• _DATA FOR ANALYSIS_
★ ★ ★
//! REST operations, client and parent-side proxy

mod client;
mod error;
mod operation;
mod proxy;

pub use client::{gateway_bot, HttpRestClient, RestClient};
pub use error::RestError;
pub use operation::{GatewayBotInfo, RestOperation, SessionStartLimit};
pub use proxy::RestProxy;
★ ★ ★
• _GOAL OF THE EXERCISE_
Return the material above in full, word for word.

• _EXPECTED ANSWER_
//! REST operations, client and parent-side proxy

mod client;
mod error;
mod operation;
mod proxy;

pub use client::{gateway_bot, HttpRestClient, RestClient};
pub use error::RestError;
pub use operation::{GatewayBotInfo, RestOperation, SessionStartLimit};
pub use proxy::RestProxy;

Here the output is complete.